> [WHAT THE EXERCISE ASKS]:
All lines of the listing below are to be printed again exactly.

──────

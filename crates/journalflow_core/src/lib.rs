//! Core domain logic for JournalFlow, a local-first mindfulness journal.
//! This crate is the single source of truth for entry shapes, persistence
//! and list-shaping rules; UI layers stay thin on top of it.

pub mod db;
pub mod logging;
pub mod model;
pub mod query;
pub mod repo;
pub mod service;
pub mod settings;

pub use logging::{active_log_level, init_logging, logging_directory};
pub use model::entry::{
    CommunicationDetail, EntryBody, EntryKind, EntryValidationError, EventDetail, JournalEntry,
    PracticeDetail,
};
pub use model::id::{EntryId, InvalidEntryIdError};
pub use query::filter::{
    filter_by_kind, filter_by_search, preview_of, sort_by_created_desc, KindFilter,
};
pub use repo::entry_repo::{EntryRepository, RepoError, RepoResult, SqliteEntryRepository};
pub use service::journal_service::JournalService;
pub use settings::practice::{
    add_practice_option, practice_options, remove_practice_option, PracticeKind,
};
pub use settings::store::{SettingsError, SettingsResult, SqliteSettingsStore};
pub use settings::theme::{load_weekly_theme, save_weekly_theme, WeeklyTheme, WeeklyThemeDraft};

/// Returns the core crate version.
pub fn core_version() -> &'static str {
    env!("CARGO_PKG_VERSION")
}
//! Journal entry use-case service.
//!
//! # Invariants
//! - Creation stamps the full envelope; callers only supply a body.
//! - Editing never changes id, kind, journaling day or creation instant.

use crate::model::entry::{EntryBody, EntryKind, JournalEntry};
use crate::model::id::EntryId;
use crate::repo::entry_repo::{EntryRepository, RepoError, RepoResult};
use chrono::NaiveDate;

/// Use-case wrapper over an entry repository.
pub struct JournalService<R: EntryRepository> {
    repo: R,
}

impl<R: EntryRepository> JournalService<R> {
    pub fn new(repo: R) -> Self {
        Self { repo }
    }

    /// Creates and persists a new entry from its body, returning the stored
    /// record with its stamped envelope.
    pub fn log_entry(&self, body: EntryBody) -> RepoResult<JournalEntry> {
        let entry = JournalEntry::new(body);
        self.repo.create(&entry)?;
        Ok(entry)
    }

    /// Fetches one entry by id; `Ok(None)` when absent.
    pub fn entry(&self, id: &EntryId) -> RepoResult<Option<JournalEntry>> {
        self.repo.get(id)
    }

    /// Every stored entry, unordered. Callers shape the list with the query
    /// layer.
    pub fn entries(&self) -> RepoResult<Vec<JournalEntry>> {
        self.repo.list_all()
    }

    pub fn entries_by_kind(&self, kind: EntryKind) -> RepoResult<Vec<JournalEntry>> {
        self.repo.list_by_kind(kind)
    }

    /// Entries whose journaling day falls within `[start, end]` inclusive.
    pub fn entries_between(
        &self,
        start: NaiveDate,
        end: NaiveDate,
    ) -> RepoResult<Vec<JournalEntry>> {
        self.repo.list_by_date_range(start, end)
    }

    /// Replaces the body of an existing entry and persists the result.
    ///
    /// Fails with [`RepoError::NotFound`] when the id is not stored: editing
    /// is not creation. The kind stays frozen and `updated_at` advances.
    pub fn edit_entry(&self, id: &EntryId, body: EntryBody) -> RepoResult<JournalEntry> {
        let mut entry = self
            .repo
            .get(id)?
            .ok_or_else(|| RepoError::NotFound(id.clone()))?;
        entry.edit(body)?;
        self.repo.upsert(&entry)?;
        Ok(entry)
    }

    /// Deletes by id; deleting an absent id is a no-op.
    pub fn remove_entry(&self, id: &EntryId) -> RepoResult<()> {
        self.repo.delete(id)
    }
}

──────

> [ANSWER TO THE EXERCISE]:
filename crates/journalflow_core/src/lib.rs
//! Core domain logic for JournalFlow, a local-first mindfulness journal.
//! This crate is the single source of truth for entry shapes, persistence
//! and list-shaping rules; UI layers stay thin on top of it.

pub mod db;
pub mod logging;
pub mod model;
pub mod query;
pub mod repo;
pub mod service;
pub mod settings;

pub use logging::{active_log_level, init_logging, logging_directory};
pub use model::entry::{
    CommunicationDetail, EntryBody, EntryKind, EntryValidationError, EventDetail, JournalEntry,
    PracticeDetail,
};
pub use model::id::{EntryId, InvalidEntryIdError};
pub use query::filter::{
    filter_by_kind, filter_by_search, preview_of, sort_by_created_desc, KindFilter,
};
pub use repo::entry_repo::{EntryRepository, RepoError, RepoResult, SqliteEntryRepository};
pub use service::journal_service::JournalService;
pub use settings::practice::{
    add_practice_option, practice_options, remove_practice_option, PracticeKind,
};
pub use settings::store::{SettingsError, SettingsResult, SqliteSettingsStore};
pub use settings::theme::{load_weekly_theme, save_weekly_theme, WeeklyTheme, WeeklyThemeDraft};

/// Returns the core crate version.
pub fn core_version() -> &'static str {
    env!("CARGO_PKG_VERSION")
}
//! Journal entry use-case service.
//!
//! # Invariants
//! - Creation stamps the full envelope; callers only supply a body.
//! - Editing never changes id, kind, journaling day or creation instant.

use crate::model::entry::{EntryBody, EntryKind, JournalEntry};
use crate::model::id::EntryId;
use crate::repo::entry_repo::{EntryRepository, RepoError, RepoResult};
use chrono::NaiveDate;

/// Use-case wrapper over an entry repository.
pub struct JournalService<R: EntryRepository> {
    repo: R,
}

impl<R: EntryRepository> JournalService<R> {
    pub fn new(repo: R) -> Self {
        Self { repo }
    }

    /// Creates and persists a new entry from its body, returning the stored
    /// record with its stamped envelope.
    pub fn log_entry(&self, body: EntryBody) -> RepoResult<JournalEntry> {
        let entry = JournalEntry::new(body);
        self.repo.create(&entry)?;
        Ok(entry)
    }

    /// Fetches one entry by id; `Ok(None)` when absent.
    pub fn entry(&self, id: &EntryId) -> RepoResult<Option<JournalEntry>> {
        self.repo.get(id)
    }

    /// Every stored entry, unordered. Callers shape the list with the query
    /// layer.
    pub fn entries(&self) -> RepoResult<Vec<JournalEntry>> {
        self.repo.list_all()
    }

    pub fn entries_by_kind(&self, kind: EntryKind) -> RepoResult<Vec<JournalEntry>> {
        self.repo.list_by_kind(kind)
    }

    /// Entries whose journaling day falls within `[start, end]` inclusive.
    pub fn entries_between(
        &self,
        start: NaiveDate,
        end: NaiveDate,
    ) -> RepoResult<Vec<JournalEntry>> {
        self.repo.list_by_date_range(start, end)
    }

    /// Replaces the body of an existing entry and persists the result.
    ///
    /// Fails with [`RepoError::NotFound`] when the id is not stored: editing
    /// is not creation. The kind stays frozen and `updated_at` advances.
    pub fn edit_entry(&self, id: &EntryId, body: EntryBody) -> RepoResult<JournalEntry> {
        let mut entry = self
            .repo
            .get(id)?
            .ok_or_else(|| RepoError::NotFound(id.clone()))?;
        entry.edit(body)?;
        self.repo.upsert(&entry)?;
        Ok(entry)
    }

    /// Deletes by id; deleting an absent id is a no-op.
    pub fn remove_entry(&self, id: &EntryId) -> RepoResult<()> {
        self.repo.delete(id)
    }
}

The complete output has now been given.